_Required work_
Counting only lines of the listing below that hold the word "TargetInfo", give the total and nothing else.

____ Records supplied

use super::renderer::TargetInfo;
use super::shader::create_shader_module;

const BLIT_SHADER: &str = r#"
@group(0) @binding(0) var blit_sampler: sampler;
@group(0) @binding(1) var blit_texture: texture_2d<f32>;

struct VsOut {
    @builtin(position) position: vec4<f32>,
    @location(0) uv: vec2<f32>,
};

@vertex
fn vs_main(@builtin(vertex_index) index: u32) -> VsOut {
    let uv = vec2<f32>(f32(index & 1u), f32((index >> 1u) & 1u));
    var out: VsOut;
    out.position = vec4<f32>(uv.x * 2.0 - 1.0, 1.0 - uv.y * 2.0, 0.0, 1.0);
    out.uv = uv;
    return out;
}

@fragment
fn fs_main(in: VsOut) -> @location(0) vec4<f32> {
    return textureSample(blit_texture, blit_sampler, in.uv);
}
"#;

/// Draws a texture over the whole render target.
pub struct Blit {
    pipeline: wgpu::RenderPipeline,
    layout: wgpu::BindGroupLayout,
    sampler: wgpu::Sampler,
}

impl Blit {
    pub fn new(
        device: &wgpu::Device,
        target: &TargetInfo,
    ) -> Result<Self, String> {
        let shader = create_shader_module(device, BLIT_SHADER, "easel-blit")?;
        let layout = create_texture_bind_group_layout(device);
        let sampler = device.create_sampler(&wgpu::SamplerDescriptor {
            label: Some("easel-blit-sampler"),
            address_mode_u: wgpu::AddressMode::ClampToEdge,
            address_mode_v: wgpu::AddressMode::ClampToEdge,
            address_mode_w: wgpu::AddressMode::ClampToEdge,
            mag_filter: wgpu::FilterMode::Nearest,
            min_filter: wgpu::FilterMode::Linear,
            mipmap_filter: wgpu::FilterMode::Nearest,
            ..Default::default()
        });

        let pipeline =
            create_render_pipeline(device, target, &layout, &shader);

        Ok(Self {
            pipeline,
            layout,
            sampler,
        })
    }

    pub fn bind_group(
        &self,
        device: &wgpu::Device,
        view: &wgpu::TextureView,
    ) -> wgpu::BindGroup {
        device.create_bind_group(&wgpu::BindGroupDescriptor {
            label: Some("easel-blit-bind-group"),
            layout: &self.layout,
            entries: &[
                wgpu::BindGroupEntry {
                    binding: 0,
                    resource: wgpu::BindingResource::Sampler(&self.sampler),
                },
                wgpu::BindGroupEntry {
                    binding: 1,
                    resource: wgpu::BindingResource::TextureView(view),
                },
            ],
        })
    }

    pub fn draw(
        &self,
        pass: &mut wgpu::RenderPass<'_>,
        bind_group: &wgpu::BindGroup,
    ) {
        pass.set_pipeline(&self.pipeline);
        pass.set_bind_group(0, bind_group, &[]);
        pass.draw(0..4, 0..1);
    }
}

fn create_render_pipeline(
    device: &wgpu::Device,
    target: &TargetInfo,
    texture_layout: &wgpu::BindGroupLayout,
    shader: &wgpu::ShaderModule,
) -> wgpu::RenderPipeline {
    let layout =
        device.create_pipeline_layout(&wgpu::PipelineLayoutDescriptor {
            label: Some("easel-blit-pipeline-layout"),
            bind_group_layouts: &[texture_layout],
            push_constant_ranges: &[],
        });

    let depth_stencil =
        target.depth_format.map(|format| wgpu::DepthStencilState {
            format,
            depth_write_enabled: false,
            depth_compare: wgpu::CompareFunction::Always,
            stencil: wgpu::StencilState::default(),
            bias: wgpu::DepthBiasState::default(),
        });

    device.create_render_pipeline(&wgpu::RenderPipelineDescriptor {
        label: Some("easel-blit-pipeline"),
        layout: Some(&layout),
        vertex: wgpu::VertexState {
            module: shader,
            entry_point: Some("vs_main"),
            compilation_options: wgpu::PipelineCompilationOptions::default(),
            buffers: &[],
        },
        fragment: Some(wgpu::FragmentState {
            module: shader,
            entry_point: Some("fs_main"),
            compilation_options: wgpu::PipelineCompilationOptions::default(),
            targets: &[Some(wgpu::ColorTargetState {
                format: target.format,
                blend: Some(wgpu::BlendState::REPLACE),
                write_mask: wgpu::ColorWrites::ALL,
            })],
        }),
        primitive: wgpu::PrimitiveState {
            topology: wgpu::PrimitiveTopology::TriangleStrip,
            strip_index_format: None,
            front_face: wgpu::FrontFace::Ccw,
            cull_mode: None,
            unclipped_depth: false,
            polygon_mode: wgpu::PolygonMode::Fill,
            conservative: false,
        },
        depth_stencil,
        multisample: wgpu::MultisampleState {
            count: target.sample_count,
            mask: !0,
            alpha_to_coverage_enabled: false,
        },
        multiview: None,
        cache: None,
    })
}

fn create_texture_bind_group_layout(
    device: &wgpu::Device,
) -> wgpu::BindGroupLayout {
    device.create_bind_group_layout(&wgpu::BindGroupLayoutDescriptor {
        label: Some("easel-blit-bind-group-layout"),
        entries: &[
            wgpu::BindGroupLayoutEntry {
                binding: 0,
                visibility: wgpu::ShaderStages::FRAGMENT,
                ty: wgpu::BindingType::Sampler(
                    wgpu::SamplerBindingType::Filtering,
                ),
                count: None,
            },
            wgpu::BindGroupLayoutEntry {
                binding: 1,
                visibility: wgpu::ShaderStages::FRAGMENT,
                ty: wgpu::BindingType::Texture {
                    sample_type: wgpu::TextureSampleType::Float {
                        filterable: true,
                    },
                    view_dimension: wgpu::TextureViewDimension::D2,
                    multisampled: false,
                },
                count: None,
            },
        ],
    })
}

________

_Final answer_
3